Perhaps when Mr Johnstone says the SPGB is “leaderless” he really means ‘rudderless’. In fact, he is being disingenuous. Just because there are no officially designated ‘leaders’ it is well known there are leading, albeit antagonistic figures, who regularly pronounce on the ‘correct’ position of the party, and there are people who obviously follow and tail them.

It is sad to see a once principled socialist party being led down the reformist road and ultimately organisational liquidation, given the political basis for its existence is fast disappearing. Is Mr Johnstone content for this process to be played out so publicly?

‘Leaderless’ SPGB
‘Leaderless’ SPGB

Expurgated

In a reply to Mike Macnair, who argued that the first and foremost lesson of the “short 20th century” is the impossibility of socialism in a single country (Weekly Worker June 15), we objected and pointed out that the real lesson for the revolutionary movement was “the emergence of a new bourgeoisie in the apparatus of the Communist Party and socialist state, who would take advantage of the transitional nature of socialism to restore capitalism. The struggle of the bourgeoisie to gain control of communist parties and socialist states under the banner of anti-Stalinism is the real lesson, which the left in the imperialist countries must learn.”

As if to confirm this position, the Weekly Worker published our reply in its July 27 issue, while expurgating the above passage: that is, the main lesson gained in the struggle against modern revisionism. Most Marxist-Leninists know that the bourgeoisie have used and are using ‘anti-Stalinism’ to gain control of communist parties and socialist states. This lesson has not yet been learnt by most of the left in the imperialist countries. But no one can deny that this bourgeois policy has met with undoubted success, albeit temporarily.

Exposing the meaning of the ‘anti-Stalin’ policy of the bourgeoisie requires open, principled debate with those individuals on the left who participate in this campaign. Unfortunately, our experience is that most of those who participate in this bourgeois campaign against Stalin fear open, principled debate like the devil fears holy water.

Expurgated

Petty bourgeois

Jack Conrad again raises the question of “national rights for Israeli Jews or the British-Irish in the Six Counties” (‘The determination of revolution’, August 31).

The problem is that the ‘separateness’ of these two cross-class entities and the states that their upper layers control are based on their supposed superiority over and systematic discrimination against the indigenous populations, backed up by the overwhelming military might of a world imperialist power (not to mention a huge financial subvention). These two racist states could not possibly exist without the above mentioned - indeed, if it were not for the wider interests of imperialism.

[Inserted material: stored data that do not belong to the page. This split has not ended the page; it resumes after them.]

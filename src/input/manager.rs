//! Input manager: routes a resume file to the right extractor

use crate::error::{Result, ResumeInspectorError};
use crate::input::file_detector::FileType;
use crate::input::text_extractor::{
    DocxExtractor, MarkdownExtractor, PdfExtractor, PlainTextExtractor, TextExtractor,
};
use crate::processing::document::RawDocument;
use log::{debug, info};
use std::path::Path;

#[derive(Debug, Default)]
pub struct InputManager;

impl InputManager {
    pub fn new() -> Self {
        Self
    }

    /// Extract the file's text and split it into a raw document
    pub async fn load_document(&self, path: &Path) -> Result<RawDocument> {
        let text = self.extract_text(path).await?;
        let document = RawDocument::from_text(&text).with_source(path.display().to_string());
        debug!(
            "Loaded {} lines ({} words) from {}",
            document.lines().len(),
            document.word_count(),
            path.display()
        );
        Ok(document)
    }

    pub async fn extract_text(&self, path: &Path) -> Result<String> {
        if !path.exists() {
            return Err(ResumeInspectorError::InvalidInput(format!(
                "File does not exist: {}",
                path.display()
            )));
        }

        let file_type = self.detect_file_type(path)?;

        let text = match file_type {
            FileType::Pdf => {
                info!("Extracting text from PDF: {}", path.display());
                PdfExtractor.extract(path).await?
            }
            FileType::Text => {
                info!("Reading plain text file: {}", path.display());
                PlainTextExtractor.extract(path).await?
            }
            FileType::Markdown => {
                info!("Processing markdown file: {}", path.display());
                MarkdownExtractor.extract(path).await?
            }
            FileType::Docx => {
                info!("Extracting paragraphs from DOCX: {}", path.display());
                DocxExtractor.extract(path).await?
            }
            FileType::Unknown => {
                return Err(ResumeInspectorError::UnsupportedFormat(format!(
                    "Unsupported file type for: {}",
                    path.display()
                )));
            }
        };

        Ok(text)
    }

    fn detect_file_type(&self, path: &Path) -> Result<FileType> {
        let extension = path
            .extension()
            .and_then(|ext| ext.to_str())
            .ok_or_else(|| ResumeInspectorError::InvalidInput(format!("File has no extension: {}", path.display())))?;

        Ok(FileType::from_extension(extension))
    }
}
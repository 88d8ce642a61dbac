//! Education section parsing

use crate::processing::text_processor::{non_empty, split_first_comma};
use regex::Regex;
use serde::{Deserialize, Serialize};

#[derive(Debug, Clone, PartialEq, Eq, Serialize, Deserialize)]
pub struct EducationEntry {
    pub degree: Option<String>,
    pub institution: String,
    pub year: Option<String>,
}

pub struct EducationParser {
    block_regex: Regex,
    year_regex: Regex,
}

impl Default for EducationParser {
    fn default() -> Self {
        Self::new()
    }
}

impl EducationParser {
    pub fn new() -> Self {
        // Blank lines or a newline followed by a bullet glyph both end a block
        let block_regex = Regex::new(r"\n\s*\n+|\n\s*[•\-\*]").expect("Invalid education block regex");
        let year_regex = Regex::new(r"\((\d{4})\)").expect("Invalid year regex");

        Self {
            block_regex,
            year_regex,
        }
    }

    /// One entry per block, read from the block's first line only. The block
    /// boundary consumes the glyph of later bulleted lines; a glyph opening the
    /// very first line stays part of it.
    pub fn parse(&self, text: &str) -> Vec<EducationEntry> {
        self.block_regex
            .split(text)
            .filter_map(|block| block.lines().map(str::trim).find(|line| !line.is_empty()))
            .map(|line| self.parse_line(line))
            .collect()
    }

    fn parse_line(&self, line: &str) -> EducationEntry {
        let mut line = line.to_string();

        let mut year = None;
        if let Some(caps) = self.year_regex.captures(&line) {
            year = Some(caps[1].to_string());
            let matched = caps[0].to_string();
            line = line.replace(&matched, "").trim().to_string();
        }

        match split_first_comma(&line) {
            Some((degree, institution)) => EducationEntry {
                degree: non_empty(degree),
                institution: institution.to_string(),
                year,
            },
            None => EducationEntry {
                degree: None,
                institution: line,
                year,
            },
        }
    }
}
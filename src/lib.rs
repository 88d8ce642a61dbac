//! Resume inspector library

pub mod cli;
pub mod config;
pub mod error;
pub mod input;
pub mod processing;
pub mod output;

pub use error::{Result, ResumeInspectorError};
pub use config::Config;
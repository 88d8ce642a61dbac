//! Rendering of candidate records

pub mod formatter;
pub mod report;

pub use formatter::{suggest_filename, save_output, OutputFormatter, OutputTarget, RenderGenerator};
pub use report::{ProcessingSummary, RenderContext};
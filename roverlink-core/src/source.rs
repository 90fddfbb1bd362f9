//! Command sources
//!
//! A command source turns one poll into the ordered list of commands to send
//! this tick. The button pad maps active controls through the keymap; the
//! scripted sources replay fixed link-test sequences.

use heapless::Vec;
use roverlink_protocol::{commands, CommandToken, ControlSet};

use crate::config::{HoldPolicy, InputMode};
use crate::fmt::warn;
use crate::traits::{InputError, InputSource};

/// Most commands a single tick can carry
pub const MAX_COMMANDS_PER_TICK: usize = 8;

/// Commands for one tick, in dispatch order
#[derive(Debug, Clone, Default, PartialEq, Eq)]
pub struct TickCommands {
    /// Controls held this tick (empty for scripted sources)
    pub controls: ControlSet,
    pub commands: Vec<CommandToken, MAX_COMMANDS_PER_TICK>,
    /// The input source failed this tick
    pub input_error: bool,
}

impl TickCommands {
    fn push(&mut self, token: &str) {
        match CommandToken::new(token) {
            Ok(command) => {
                if self.commands.push(command).is_err() {
                    warn!("tick command list full, dropping {=str}", token);
                }
            }
            Err(e) => warn!("bad command token {=str}: {}", token, e),
        }
    }
}

/// Produces the commands for each tick
pub trait CommandSource {
    /// Bring the source up. Called once at boot.
    fn begin(&mut self) -> Result<(), InputError>;

    /// Commands to send this tick
    fn poll(&mut self) -> TickCommands;
}

/// Button pad source: one command per active control
pub struct ButtonPad<I> {
    input: I,
    hold: HoldPolicy,
    previous: ControlSet,
}

impl<I: InputSource> ButtonPad<I> {
    pub fn new(input: I, hold: HoldPolicy) -> Self {
        Self {
            input,
            hold,
            previous: ControlSet::empty(),
        }
    }

    pub fn into_inner(self) -> I {
        self.input
    }
}

impl<I: InputSource> CommandSource for ButtonPad<I> {
    fn begin(&mut self) -> Result<(), InputError> {
        self.input.begin()
    }

    fn poll(&mut self) -> TickCommands {
        let mut tick = TickCommands::default();

        // a failed read sends nothing and leaves the edge baseline alone
        let active = match self.input.read() {
            Ok(active) => active,
            Err(e) => {
                warn!("button read failed: {}", e);
                tick.input_error = true;
                return tick;
            }
        };

        let fire = match self.hold {
            HoldPolicy::Repeat => active,
            HoldPolicy::Edge => active.newly_pressed(self.previous),
        };
        self.previous = active;
        tick.controls = active;

        for control in fire.iter() {
            if let Some(token) = control.default_command() {
                tick.push(token);
            }
        }
        tick
    }
}

/// Link-test sequence sent by [`Script::cycle`]
pub const CYCLE_SEQUENCE: [&str; 7] = [
    commands::TEST,
    commands::FORWARD,
    commands::BACKWARD,
    commands::LEFT,
    commands::RIGHT,
    commands::STOP,
    commands::START,
];

/// Fixed command sequence, repeated every tick
pub struct Script {
    sequence: Vec<CommandToken, MAX_COMMANDS_PER_TICK>,
}

impl Script {
    /// Every well-known command in turn
    pub fn cycle() -> Self {
        let mut sequence = Vec::new();
        for token in CYCLE_SEQUENCE {
            if let Ok(token) = CommandToken::new(token) {
                let _ = sequence.push(token);
            }
        }
        Self { sequence }
    }

    /// One command per tick
    pub fn ping(token: CommandToken) -> Self {
        let mut sequence = Vec::new();
        let _ = sequence.push(token);
        Self { sequence }
    }
}

impl CommandSource for Script {
    fn begin(&mut self) -> Result<(), InputError> {
        Ok(())
    }

    fn poll(&mut self) -> TickCommands {
        TickCommands {
            controls: ControlSet::empty(),
            commands: self.sequence.clone(),
            input_error: false,
        }
    }
}

/// Source chosen by [`InputMode`] at startup
pub enum ModeSource<I> {
    Buttons(ButtonPad<I>),
    Script(Script),
}

impl<I: InputSource> ModeSource<I> {
    /// Build the source for `mode`.
    ///
    /// Scripted modes never touch the button pad, so it is not brought up.
    pub fn new(mode: InputMode, input: I, hold: HoldPolicy, ping: CommandToken) -> Self {
        match mode {
            InputMode::Buttons => ModeSource::Buttons(ButtonPad::new(input, hold)),
            InputMode::Cycle => ModeSource::Script(Script::cycle()),
            InputMode::Ping => ModeSource::Script(Script::ping(ping)),
        }
    }
}

impl<I: InputSource> CommandSource for ModeSource<I> {
    fn begin(&mut self) -> Result<(), InputError> {
        match self {
            ModeSource::Buttons(pad) => pad.begin(),
            ModeSource::Script(script) => script.begin(),
        }
    }

    fn poll(&mut self) -> TickCommands {
        match self {
            ModeSource::Buttons(pad) => pad.poll(),
            ModeSource::Script(script) => script.poll(),
        }
    }
}
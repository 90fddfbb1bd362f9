//! Config-driven pin allocation
//!
//! The bus pins are fixed by the board; everything else (radio CS, DIO0,
//! reset and the LED) is taken by number from the controller config.

use embassy_rp::gpio::AnyPin;
use embassy_rp::{Peri, Peripherals};
use roverlink_hal::i2c::I2cConfig;
use roverlink_hal::spi::SpiConfig;

use crate::bus::{RpI2c, RpSpi};
use crate::gpio::{RpInput, RpOutput};

/// Number of user GPIOs on the RP2040
pub const GPIO_COUNT: u8 = 30;

/// Pins claimed by SPI1 and I2C1
pub const BUS_PINS: [u8; 5] = [2, 3, 8, 14, 15];

/// Error when requesting a pin
#[derive(Debug, Clone, Copy, PartialEq, Eq)]
#[cfg_attr(feature = "defmt", derive(defmt::Format))]
pub enum PinError {
    /// Pin number out of range (0-29 valid)
    InvalidPin,
    /// Pin already taken
    AlreadyTaken,
    /// Pin belongs to a bus
    Reserved,
}

/// GPIOs not claimed by a bus, taken by number
pub struct PinBank {
    pins: [Option<Peri<'static, AnyPin>>; GPIO_COUNT as usize],
}

impl PinBank {
    /// Take a pin by number
    pub fn take(&mut self, pin_num: u8) -> Result<Peri<'static, AnyPin>, PinError> {
        if pin_num >= GPIO_COUNT {
            return Err(PinError::InvalidPin);
        }
        if BUS_PINS.contains(&pin_num) {
            return Err(PinError::Reserved);
        }
        self.pins[pin_num as usize]
            .take()
            .ok_or(PinError::AlreadyTaken)
    }

    /// Check if a pin is available
    pub fn is_available(&self, pin_num: u8) -> bool {
        pin_num < GPIO_COUNT && self.pins[pin_num as usize].is_some()
    }

    /// Take a pin as an output
    pub fn output(&mut self, pin_num: u8, initial_high: bool) -> Result<RpOutput, PinError> {
        self.take(pin_num).map(|pin| RpOutput::new(pin, initial_high))
    }

    /// Take a pin as an input
    pub fn input(&mut self, pin_num: u8, pull_up: bool) -> Result<RpInput, PinError> {
        self.take(pin_num).map(|pin| RpInput::new(pin, pull_up))
    }
}

/// Everything the firmware needs from the chip
pub struct BoardPeripherals {
    /// SPI1 to the radio
    pub spi: RpSpi,
    /// I2C1 to the button wing
    pub i2c: RpI2c,
    pub pins: PinBank,
}

impl BoardPeripherals {
    /// Split the chip peripherals into the two buses and a pin bank
    pub fn new(p: Peripherals, spi: SpiConfig, i2c: I2cConfig) -> Self {
        let spi = RpSpi::new(p.SPI1, p.PIN_14, p.PIN_15, p.PIN_8, spi);
        let i2c = RpI2c::new(p.I2C1, p.PIN_3, p.PIN_2, i2c);
        let pins = PinBank {
            pins: [
                Some(p.PIN_0.into()),
                Some(p.PIN_1.into()),
                None, // I2C1 SDA
                None, // I2C1 SCL
                Some(p.PIN_4.into()),
                Some(p.PIN_5.into()),
                Some(p.PIN_6.into()),
                Some(p.PIN_7.into()),
                None, // SPI1 MISO
                Some(p.PIN_9.into()),
                Some(p.PIN_10.into()),
                Some(p.PIN_11.into()),
                Some(p.PIN_12.into()),
                Some(p.PIN_13.into()),
                None, // SPI1 SCK
                None, // SPI1 MOSI
                Some(p.PIN_16.into()),
                Some(p.PIN_17.into()),
                Some(p.PIN_18.into()),
                Some(p.PIN_19.into()),
                Some(p.PIN_20.into()),
                Some(p.PIN_21.into()),
                Some(p.PIN_22.into()),
                Some(p.PIN_23.into()),
                Some(p.PIN_24.into()),
                Some(p.PIN_25.into()),
                Some(p.PIN_26.into()),
                Some(p.PIN_27.into()),
                Some(p.PIN_28.into()),
                Some(p.PIN_29.into()),
            ],
        };
        Self { spi, i2c, pins }
    }
}
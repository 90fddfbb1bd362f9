//! Command session: one send followed by one bounded reply wait
//!
//! ```text
//! Sending ──send ok──▶ AwaitingReply ──packet──▶ Replied
//!    │                      │
//!    │                      └──timeout──▶ NoReply
//!    └──send err──▶ SendFailed
//! ```
//!
//! Sessions are single-shot. There are no retries in any phase; the control
//! loop decides whether to send again on a later tick.

use embedded_hal::delay::DelayNs;
use roverlink_hal::OutputPin;
use roverlink_protocol::{decode, InboundReply, OutboundFrame, MAX_FRAME_SIZE};

use crate::fmt::{debug, info, trace, warn};
use crate::traits::{RadioError, RadioTransport};

/// Delays around one session
#[derive(Debug, Clone, Copy, PartialEq, Eq)]
#[cfg_attr(feature = "defmt", derive(defmt::Format))]
pub struct SessionTiming {
    /// Pause after the radio accepts a frame
    pub settle_ms: u32,
    /// Longest wait for a reply
    pub reply_timeout_ms: u32,
}

impl Default for SessionTiming {
    fn default() -> Self {
        Self {
            settle_ms: 10,
            reply_timeout_ms: 100,
        }
    }
}

/// How a session ended
#[derive(Debug, Clone, PartialEq, Eq)]
pub enum SessionOutcome {
    /// A packet arrived inside the wait window
    Replied(InboundReply),
    /// Nothing arrived inside the wait window
    NoReply,
    /// The radio refused the frame; no wait happened
    SendFailed(RadioError),
}

impl SessionOutcome {
    pub fn is_replied(&self) -> bool {
        matches!(self, SessionOutcome::Replied(_))
    }
}

/// Non-terminal session phases
#[derive(Debug, Clone, Copy, PartialEq, Eq)]
#[cfg_attr(feature = "defmt", derive(defmt::Format))]
pub enum Phase {
    Sending,
    AwaitingReply,
}

/// Borrowed hardware a session runs on
pub struct Link<'a, R, P, D> {
    pub radio: &'a mut R,
    /// Lit for the whole Sending phase, settle delay included
    pub indicator: &'a mut P,
    pub delay: &'a mut D,
    pub timing: SessionTiming,
}

/// Result of advancing a session by one phase
#[derive(Debug)]
pub enum Step<'f> {
    Continue(Session<'f>),
    Finished(SessionOutcome),
}

/// A session in progress
#[derive(Debug)]
pub struct Session<'f> {
    frame: &'f OutboundFrame,
    phase: Phase,
}

impl<'f> Session<'f> {
    pub fn new(frame: &'f OutboundFrame) -> Self {
        Self {
            frame,
            phase: Phase::Sending,
        }
    }

    pub fn phase(&self) -> Phase {
        self.phase
    }

    /// Advance by one phase
    pub fn step<R, P, D>(self, link: &mut Link<'_, R, P, D>) -> Step<'f>
    where
        R: RadioTransport,
        P: OutputPin,
        D: DelayNs,
    {
        match self.phase {
            Phase::Sending => {
                debug!("tx {=str} ({} bytes)", self.frame.text(), self.frame.len());

                link.indicator.set_high();
                match link.radio.send(self.frame.as_bytes()) {
                    Ok(()) => {
                        link.delay.delay_ms(link.timing.settle_ms);
                        link.indicator.set_low();
                        Step::Continue(Session {
                            frame: self.frame,
                            phase: Phase::AwaitingReply,
                        })
                    }
                    Err(e) => {
                        link.indicator.set_low();
                        warn!("send rejected: {}", e);
                        Step::Finished(SessionOutcome::SendFailed(e))
                    }
                }
            }
            Phase::AwaitingReply => {
                let mut buf = [0u8; MAX_FRAME_SIZE];
                match link.radio.receive(&mut buf, link.timing.reply_timeout_ms) {
                    Some(rx) => {
                        let len = rx.len.min(buf.len());
                        let reply = decode(&buf[..len]).with_rssi(rx.rssi);
                        info!("rx {=str} rssi {} dBm", reply.text(), rx.rssi);
                        Step::Finished(SessionOutcome::Replied(reply))
                    }
                    None => {
                        trace!("no reply");
                        Step::Finished(SessionOutcome::NoReply)
                    }
                }
            }
        }
    }
}

/// Run a full session for `frame`
pub fn execute<R, P, D>(frame: &OutboundFrame, link: &mut Link<'_, R, P, D>) -> SessionOutcome
where
    R: RadioTransport,
    P: OutputPin,
    D: DelayNs,
{
    let mut session = Session::new(frame);
    loop {
        match session.step(link) {
            Step::Continue(next) => session = next,
            Step::Finished(outcome) => return outcome,
        }
    }
}

#[cfg(test)]
pub(crate) mod mock {
    //! Scripted radio, LED and delay sharing one virtual clock

    use core::cell::Cell;
    use std::collections::VecDeque;
    use std::vec::Vec;

    use super::*;
    use crate::traits::{RadioConfig, RxInfo};

    /// Virtual time in microseconds
    #[derive(Debug, Default)]
    pub struct Clock {
        now_us: Cell<u64>,
    }

    impl Clock {
        pub fn advance_ms(&self, ms: u32) {
            self.now_us.set(self.now_us.get() + u64::from(ms) * 1000);
        }

        pub fn advance_ns(&self, ns: u32) {
            self.now_us.set(self.now_us.get() + u64::from(ns) / 1000);
        }

        pub fn now_ms(&self) -> u64 {
            self.now_us.get() / 1000
        }
    }

    pub struct MockDelay<'c> {
        pub clock: &'c Clock,
    }

    impl DelayNs for MockDelay<'_> {
        fn delay_ns(&mut self, ns: u32) {
            self.clock.advance_ns(ns);
        }

        fn delay_ms(&mut self, ms: u32) {
            self.clock.advance_ms(ms);
        }
    }

    #[derive(Debug, Default)]
    pub struct MockLed {
        pub on: bool,
        pub pulses: u32,
    }

    impl OutputPin for MockLed {
        fn set_high(&mut self) {
            if !self.on {
                self.pulses += 1;
            }
            self.on = true;
        }

        fn set_low(&mut self) {
            self.on = false;
        }

        fn is_set_high(&self) -> bool {
            self.on
        }
    }

    /// LED that accumulates how long it was lit on the shared clock
    pub struct TimedLed<'c> {
        pub clock: &'c Clock,
        pub lit_at: Option<u64>,
        pub lit_ms: u64,
    }

    impl<'c> TimedLed<'c> {
        pub fn new(clock: &'c Clock) -> Self {
            Self {
                clock,
                lit_at: None,
                lit_ms: 0,
            }
        }
    }

    impl OutputPin for TimedLed<'_> {
        fn set_high(&mut self) {
            if self.lit_at.is_none() {
                self.lit_at = Some(self.clock.now_ms());
            }
        }

        fn set_low(&mut self) {
            if let Some(at) = self.lit_at.take() {
                self.lit_ms += self.clock.now_ms() - at;
            }
        }

        fn is_set_high(&self) -> bool {
            self.lit_at.is_some()
        }
    }

    /// What the mock does on the next receive
    #[derive(Debug, Clone)]
    pub enum Reply {
        Packet(Vec<u8>, i16),
        /// Packet arrives after some delay, still inside the window if short enough
        Late(Vec<u8>, i16, u32),
        Silence,
    }

    pub struct MockRadio<'c> {
        pub clock: &'c Clock,
        pub sent: Vec<Vec<u8>>,
        pub receive_calls: u32,
        pub replies: VecDeque<Reply>,
        pub send_error: Option<RadioError>,
        pub configure_error: Option<RadioError>,
        pub configured: Option<RadioConfig>,
        pub max_payload: usize,
    }

    impl<'c> MockRadio<'c> {
        pub fn new(clock: &'c Clock) -> Self {
            Self {
                clock,
                sent: Vec::new(),
                receive_calls: 0,
                replies: VecDeque::new(),
                send_error: None,
                configure_error: None,
                configured: None,
                max_payload: MAX_FRAME_SIZE,
            }
        }

        pub fn sent_frames(&self) -> Vec<Vec<u8>> {
            self.sent.clone()
        }
    }

    impl RadioTransport for MockRadio<'_> {
        fn configure(&mut self, config: &RadioConfig) -> Result<(), RadioError> {
            if let Some(e) = self.configure_error {
                return Err(e);
            }
            self.configured = Some(*config);
            Ok(())
        }

        fn send(&mut self, payload: &[u8]) -> Result<(), RadioError> {
            if let Some(e) = self.send_error {
                return Err(e);
            }
            self.sent.push(payload.to_vec());
            Ok(())
        }

        fn receive(&mut self, buf: &mut [u8], timeout_ms: u32) -> Option<RxInfo> {
            self.receive_calls += 1;
            let reply = self.replies.pop_front().unwrap_or(Reply::Silence);
            let (bytes, rssi, after) = match reply {
                Reply::Packet(bytes, rssi) => (bytes, rssi, 0),
                Reply::Late(bytes, rssi, after) => (bytes, rssi, after),
                Reply::Silence => {
                    self.clock.advance_ms(timeout_ms);
                    return None;
                }
            };
            if after >= timeout_ms {
                self.clock.advance_ms(timeout_ms);
                return None;
            }
            self.clock.advance_ms(after);
            let len = bytes.len().min(buf.len());
            buf[..len].copy_from_slice(&bytes[..len]);
            Some(RxInfo { len, rssi })
        }

        fn max_payload(&self) -> usize {
            self.max_payload
        }
    }
}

In order to smash the Orange statelet of Northern Ireland and the Zionist state that is Israel, revolutionaries must dispense with this (essentially petty bourgeois, nationalistic) talk of ‘national rights’ and fight for a socialist, post-nationalist solution. How will we win a section of the ‘protestant’ working class of Ulster or of the Jewish working class in Israel to a post-border future of equality while we are cosying up to their prejudices, at the same time as winning the majority of those directly oppressed by the existence of these racist states?